* _WHAT YOU SHOULD DO_
All that should come back is the lines of the data below from the one containing "HTTP client core" to the one containing "use rust_decimal::prelude::ToPrimitive;", inclusive, exactly as they stand.

* _RECORD EXTRACTS_
________________

//! Shared types for the FinGestor client
//!
//! Wire DTOs exchanged with the FinGestor backend, plus the presentation
//! helpers (document validation, display formatting) used by every view.

pub mod client;
pub mod document;
pub mod models;
pub mod util;

// Re-exports
pub use serde::{Deserialize, Serialize};

pub use client::{NewUser, RecordId, TokenResponse, UserProfile, UserRole};
pub use document::{DocumentError, DocumentKind};
//! `/financial` endpoints: accounts, transactions, categories, cost
//! centers and tax simulations.

use shared::models::{
    CostCenter, CostCenterCreate, FinancialAccount, FinancialAccountCreate,
    FinancialAccountUpdate, FinancialCategory, FinancialCategoryCreate, FinancialTransaction,
    FinancialTransactionCreate, FinancialTransactionUpdate, MessageResponse, Page, TaxSimulation,
    TaxSimulationRequest,
};
use uuid::Uuid;

use crate::ClientResult;
use crate::http::HttpClient;

#[derive(Debug, Clone)]
pub struct FinancialService {
    http: HttpClient,
}

impl FinancialService {
    pub fn new(http: HttpClient) -> Self {
        Self { http }
    }

    // ========================================================================
    // Accounts
    // ========================================================================

    pub async fn accounts(&self) -> ClientResult<Vec<FinancialAccount>> {
        self.http.get("/financial/accounts/").await
    }

    pub async fn create_account(
        &self,
        account: &FinancialAccountCreate,
    ) -> ClientResult<FinancialAccount> {
        self.http.post("/financial/accounts/", account).await
    }

    pub async fn update_account(
        &self,
        id: Uuid,
        changes: &FinancialAccountUpdate,
    ) -> ClientResult<FinancialAccount> {
        self.http
            .put(&format!("/financial/accounts/{id}"), changes)
            .await
    }

    pub async fn delete_account(&self, id: Uuid) -> ClientResult<MessageResponse> {
        self.http.delete(&format!("/financial/accounts/{id}")).await
    }

    // ========================================================================
    // Transactions
    // ========================================================================

    pub async fn transactions(&self, page: Page) -> ClientResult<Vec<FinancialTransaction>> {
        self.http
            .get(&format!("/financial/transactions/?{}", page.query()))
            .await
    }

    pub async fn create_transaction(
        &self,
        transaction: &FinancialTransactionCreate,
    ) -> ClientResult<FinancialTransaction> {
        self.http.post("/financial/transactions/", transaction).await
    }

    pub async fn update_transaction(
        &self,
        id: Uuid,
        changes: &FinancialTransactionUpdate,
    ) -> ClientResult<FinancialTransaction> {
        self.http
            .put(&format!("/financial/transactions/{id}"), changes)
            .await
    }

    pub async fn delete_transaction(&self, id: Uuid) -> ClientResult<MessageResponse> {
        self.http
            .delete(&format!("/financial/transactions/{id}"))
            .await
    }

    /// Mark as paid today. Returns the updated transaction.
    pub async fn pay_transaction(&self, id: Uuid) -> ClientResult<FinancialTransaction> {
        self.http
            .post_empty(&format!("/financial/transactions/{id}/pay"))
            .await
    }

    // ========================================================================
    // Categories and cost centers
    // ========================================================================

    pub async fn categories(&self) -> ClientResult<Vec<FinancialCategory>> {
        self.http.get("/financial/categories/").await
    }

    pub async fn create_category(
        &self,
        category: &FinancialCategoryCreate,
    ) -> ClientResult<FinancialCategory> {
        self.http.post("/financial/categories/", category).await
    }

    pub async fn cost_centers(&self) -> ClientResult<Vec<CostCenter>> {
        self.http.get("/financial/cost_centers/").await
    }

    pub async fn create_cost_center(
        &self,
        cost_center: &CostCenterCreate,
    ) -> ClientResult<CostCenter> {
        self.http.post("/financial/cost_centers/", cost_center).await
    }

    // ========================================================================
    // Taxes
    // ========================================================================

    /// Run a simulation. The backend stores it and returns the saved record.
    pub async fn simulate_taxes(
        &self,
        request: &TaxSimulationRequest,
    ) -> ClientResult<TaxSimulation> {
        self.http.post("/financial/taxes/simulate", request).await
    }

    pub async fn tax_simulations(&self, page: Page) -> ClientResult<Vec<TaxSimulation>> {
        self.http
            .get(&format!("/financial/taxes/simulations/?{}", page.query()))
            .await
    }
}
//! Typed wrappers over the business endpoints
//!
//! Each service is a thin, cloneable view over the shared [`HttpClient`];
//! bearer token and forced logout come from its interceptors.
//!
//! [`HttpClient`]: crate::http::HttpClient

mod customers;
mod dashboard;
mod financial;
mod suppliers;

pub use customers::CustomerService;
pub use dashboard::DashboardService;
pub use financial::FinancialService;
pub use suppliers::SupplierService;
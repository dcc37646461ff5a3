//! HTTP client core
//!
//! [`HttpClient`] owns the connection pool, base URL, timeout and the
//! ordered interceptor lists. Interceptors live in [`interceptor`] and are
//! usable on their own.

mod client;
pub mod interceptor;

pub use client::{HttpClient, HttpClientBuilder};
pub use interceptor::{
    BearerTokenInterceptor, Exchange, RequestInterceptor, ResponseInterceptor, TracingInterceptor,
    UnauthorizedInterceptor,
};
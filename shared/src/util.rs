//! Display helpers shared by the dashboard, tax and list views

use rust_decimal::Decimal;
use rust_decimal::prelude::ToPrimitive;

/// Format a value as Brazilian reais: `R$ 1.234,56`, `-R$ 10,00`.
pub fn format_brl(value: f64) -> String {
    let cents = (value.abs() * 100.0).round() as u64;
    let whole = cents / 100;
    let frac = cents % 100;

    let raw = whole.to_string();
    let mut grouped = String::with_capacity(raw.len() + raw.len() / 3);
    for (i, c) in raw.chars().enumerate() {
        if i > 0 && (raw.len() - i) % 3 == 0 {
            grouped.push('.');
        }
        grouped.push(c);
    }

    let sign = if value < 0.0 && cents > 0 { "-" } else { "" };
    format!("{sign}R$ {grouped},{frac:02}")
}

pub fn format_brl_decimal(value: Decimal) -> String {
    format_brl(value.to_f64().unwrap_or_default())
}

/// Signed month-over-month variation: `+12.5%`, `-3.0%`, `0.0%`.
pub fn format_variation(value: f64) -> String {
    let sign = if value > 0.0 { "+" } else { "" };
    format!("{sign}{value:.1}%")
}

/// Plain rate with two decimals: `6.00%`.
pub fn format_percentage(value: f64) -> String {
    format!("{value:.2}%")
}

/// Direction of a KPI variation, for colouring.
#[derive(Debug, Clone, Copy, PartialEq, Eq)]
pub enum Trend {
    Up,
    Down,
    Flat,
}

pub fn trend(variation: f64) -> Trend {
    if variation > 0.0 {
        Trend::Up
    } else if variation < 0.0 {
        Trend::Down
    } else {
        Trend::Flat
    }
}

________________

* _ANSWER SECTION_
//! HTTP client core
//!
//! [`HttpClient`] owns the connection pool, base URL, timeout and the
//! ordered interceptor lists. Interceptors live in [`interceptor`] and are
//! usable on their own.

mod client;
pub mod interceptor;

pub use client::{HttpClient, HttpClientBuilder};
pub use interceptor::{
    BearerTokenInterceptor, Exchange, RequestInterceptor, ResponseInterceptor, TracingInterceptor,
    UnauthorizedInterceptor,
};
filename shared/src/util.rs
//! Display helpers shared by the dashboard, tax and list views

use rust_decimal::Decimal;
use rust_decimal::prelude::ToPrimitive;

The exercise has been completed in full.